---------- Excerpted data ----------

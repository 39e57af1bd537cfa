/// True when running with an effective uid of 0.
///
/// Only used to decide whether to warn; access is never refused on this.
pub fn has_root_privileges() -> bool {
    unsafe { libc::geteuid() == 0 }
}
mod common;

use common::*;
use touchpadlib::names::format_report;
use touchpadlib::{query_capabilities, EventKind, InputError, RepeatSettings};

#[test]
fn touchpad_reports_exactly_its_axes() {
    let mut device = MockDevice::touchpad();
    device.types.push(EV_KEY);

    let report = query_capabilities(&device).unwrap();

    let abs: Vec<u16> = report.codes(EventKind::Absolute).unwrap().iter().collect();
    assert_eq!(abs, vec![ABS_X, ABS_Y, ABS_PRESSURE]);
    assert!(report.codes(EventKind::Synchronization).unwrap().is_empty());
    assert!(report.codes(EventKind::Key).unwrap().is_empty());
    assert!(report.codes(EventKind::Relative).is_none());
    assert!(!report.supports_type(EventKind::Relative));
    assert!(report.is_touchpad_capable());

    let kinds: Vec<EventKind> = report.types().collect();
    assert_eq!(
        kinds,
        vec![EventKind::Synchronization, EventKind::Key, EventKind::Absolute]
    );
}

#[test]
fn identity_is_recorded() {
    let report = query_capabilities(&MockDevice::touchpad()).unwrap();
    assert_eq!(report.name(), "Mock TouchPad");
    assert_eq!(report.driver_version().to_string(), "1.0.1");
    assert_eq!(report.id().vendor, 0x6cb);
}

#[test]
fn calibration_fetched_for_each_abs_code() {
    let report = query_capabilities(&MockDevice::touchpad()).unwrap();

    let axes: Vec<(u16, i32)> = report.abs_axes().map(|(c, cal)| (c, cal.max)).collect();
    assert_eq!(axes, vec![(ABS_X, 1345), (ABS_Y, 865), (ABS_PRESSURE, 255)]);
    assert_eq!(report.abs_calibration(ABS_X).unwrap().resolution, 12);
    assert!(report.abs_calibration(0x35).is_none());
}

#[test]
fn sync_power_and_ff_status_bitmasks_are_not_queried() {
    let mut device = MockDevice::touchpad();
    device.types.extend([EV_PWR, EV_FF_STATUS]);
    let queried = device.queried_types.clone();

    let report = query_capabilities(&device).unwrap();
    assert_eq!(*queried.borrow(), vec![EV_ABS]);
    assert!(report.codes(EventKind::Power).unwrap().is_empty());
    assert!(report.codes(EventKind::ForceFeedbackStatus).unwrap().is_empty());
    assert!(report.supports_type(EventKind::ForceFeedbackStatus));
}

#[test]
fn repeat_carries_timing_instead_of_codes() {
    let mut device = MockDevice::touchpad();
    device.types.push(EV_REP);
    device.repeat = RepeatSettings {
        delay: 250,
        period: 33,
    };
    let queried = device.queried_types.clone();

    let report = query_capabilities(&device).unwrap();
    assert!(report.supports_type(EventKind::Repeat));
    assert!(report.codes(EventKind::Repeat).is_none());
    assert_eq!(report.repeat(), Some(device.repeat));
    assert!(!queried.borrow().contains(&EV_REP));
}

#[test]
fn any_failed_query_fails_the_build() {
    for (query, expected) in [
        ("version", "version"),
        ("id", "device id"),
        ("name", "device name"),
        ("types", "event types"),
        ("codes", "event codes"),
        ("abs", "abs calibration"),
        ("repeat", "repeat settings"),
    ] {
        let mut device = MockDevice::touchpad();
        device.types.push(EV_REP);
        device.fail_query = Some(query);
        match query_capabilities(&device) {
            Err(InputError::QueryFailed { query, .. }) => assert_eq!(query, expected),
            other => panic!("{}: expected QueryFailed, got {:?}", query, other),
        }
    }
}

#[test]
fn report_renders_like_evtest() {
    let mut device = MockDevice::touchpad();
    device.types.push(EV_REP);
    device.repeat = RepeatSettings {
        delay: 250,
        period: 33,
    };
    let text = format_report(&query_capabilities(&device).unwrap());

    assert!(text.starts_with("Input driver version is 1.0.1\n"));
    assert!(text.contains("Input device ID: bus 0x18 vendor 0x6cb product 0xcdaa version 0x100\n"));
    assert!(text.contains("Input device name: \"Mock TouchPad\"\n"));
    assert!(text.contains("  Event type 0 (EV_SYN)\n  Event type 3 (EV_ABS)\n    Event code 0 (ABS_X)\n"));
    assert!(text.contains("    Event code 24 (ABS_PRESSURE)\n      Value      0\n      Min        0\n      Max      255\n"));
    assert!(text.contains("  Repeat type 20 (EV_REP)\n    Repeat code 0 (REP_DELAY)\n      Value    250\n"));
}
#![allow(dead_code)]

use std::cell::{Cell, RefCell};
use std::collections::{BTreeMap, VecDeque};
use std::io;
use std::rc::Rc;
use touchpadlib::{AbsCalibration, CodeSet, EventSource, InputId, RawEventRecord, RepeatSettings};

pub const EV_SYN: u16 = 0x00;
pub const EV_KEY: u16 = 0x01;
pub const EV_ABS: u16 = 0x03;
pub const EV_REP: u16 = 0x14;
pub const EV_PWR: u16 = 0x16;
pub const EV_FF_STATUS: u16 = 0x17;

pub const ABS_X: u16 = 0x00;
pub const ABS_Y: u16 = 0x01;
pub const ABS_PRESSURE: u16 = 0x18;
pub const SYN_REPORT: u16 = 0x00;

/// Scripted stand-in for an evdev node.
#[derive(Debug, Default)]
pub struct MockDevice {
    pub version: i32,
    pub id: InputId,
    pub name: String,
    pub types: Vec<u16>,
    pub codes: BTreeMap<u16, Vec<u16>>,
    pub abs: BTreeMap<u16, AbsCalibration>,
    pub repeat: RepeatSettings,
    /// Query name that should fail, if any.
    pub fail_query: Option<&'static str>,
    pub deny_grab: bool,
    pub reads: VecDeque<io::Result<Vec<u8>>>,
    pub grab_calls: Rc<RefCell<Vec<bool>>>,
    pub queried_types: Rc<RefCell<Vec<u16>>>,
    pub dropped: Rc<Cell<bool>>,
}

impl MockDevice {
    /// A touchpad declaring only SYN and absolute X, Y, pressure.
    pub fn touchpad() -> Self {
        let mut abs = BTreeMap::new();
        for (code, max) in [(ABS_X, 1345), (ABS_Y, 865), (ABS_PRESSURE, 255)] {
            abs.insert(
                code,
                AbsCalibration {
                    value: 0,
                    min: 0,
                    max,
                    fuzz: 0,
                    flat: 0,
                    resolution: if code == ABS_PRESSURE { 0 } else { 12 },
                },
            );
        }
        // Drop impl rules out struct update syntax.
        let mut device = Self::default();
        device.version = 0x0001_0001;
        device.id = InputId {
            bustype: 0x18,
            vendor: 0x6cb,
            product: 0xcdaa,
            version: 0x100,
        };
        device.name = "Mock TouchPad".into();
        device.types = vec![EV_SYN, EV_ABS];
        device.codes = BTreeMap::from([(EV_ABS, vec![ABS_X, ABS_Y, ABS_PRESSURE])]);
        device.abs = abs;
        device
    }

    pub fn push_batch(&mut self, batch: &[RawEventRecord]) {
        let bytes = batch.iter().flat_map(|r| r.to_bytes()).collect();
        self.reads.push_back(Ok(bytes));
    }

    pub fn push_bytes(&mut self, bytes: Vec<u8>) {
        self.reads.push_back(Ok(bytes));
    }

    fn check(&self, query: &'static str) -> io::Result<()> {
        if self.fail_query == Some(query) {
            Err(io::Error::other(format!("mock {} failure", query)))
        } else {
            Ok(())
        }
    }
}

impl Drop for MockDevice {
    fn drop(&mut self) {
        self.dropped.set(true);
    }
}

impl EventSource for MockDevice {
    fn driver_version(&self) -> io::Result<i32> {
        self.check("version")?;
        Ok(self.version)
    }

    fn input_id(&self) -> io::Result<InputId> {
        self.check("id")?;
        Ok(self.id)
    }

    fn name(&self) -> io::Result<String> {
        self.check("name")?;
        Ok(self.name.clone())
    }

    fn supported_types(&self) -> io::Result<CodeSet> {
        self.check("types")?;
        Ok(self.types.iter().copied().collect())
    }

    fn supported_codes(&self, event_type: u16, max_code: u16) -> io::Result<CodeSet> {
        self.check("codes")?;
        self.queried_types.borrow_mut().push(event_type);
        Ok(self
            .codes
            .get(&event_type)
            .map(|codes| codes.iter().copied().filter(|&c| c <= max_code).collect())
            .unwrap_or_default())
    }

    fn abs_calibration(&self, code: u16) -> io::Result<AbsCalibration> {
        self.check("abs")?;
        Ok(self.abs.get(&code).copied().unwrap_or_default())
    }

    fn repeat_settings(&self) -> io::Result<RepeatSettings> {
        self.check("repeat")?;
        Ok(self.repeat)
    }

    fn set_grab(&mut self, grab: bool) -> io::Result<()> {
        self.grab_calls.borrow_mut().push(grab);
        if grab && self.deny_grab {
            return Err(io::Error::from_raw_os_error(16)); // EBUSY
        }
        Ok(())
    }

    fn read_raw(&mut self, buf: &mut [u8]) -> io::Result<usize> {
        match self.reads.pop_front() {
            Some(Ok(bytes)) => {
                let n = bytes.len().min(buf.len());
                buf[..n].copy_from_slice(&bytes[..n]);
                Ok(n)
            }
            Some(Err(e)) => Err(e),
            None => Ok(0),
        }
    }
}

pub fn abs(code: u16, value: i32, seconds: i64, microseconds: i64) -> RawEventRecord {
    RawEventRecord::new(EV_ABS, code, value, seconds, microseconds)
}

pub fn syn(seconds: i64, microseconds: i64) -> RawEventRecord {
    RawEventRecord::new(EV_SYN, SYN_REPORT, 0, seconds, microseconds)
}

----------

Your assignment. Find every line in the records that has the word "Some". Then report the count alone.

Written reply. 5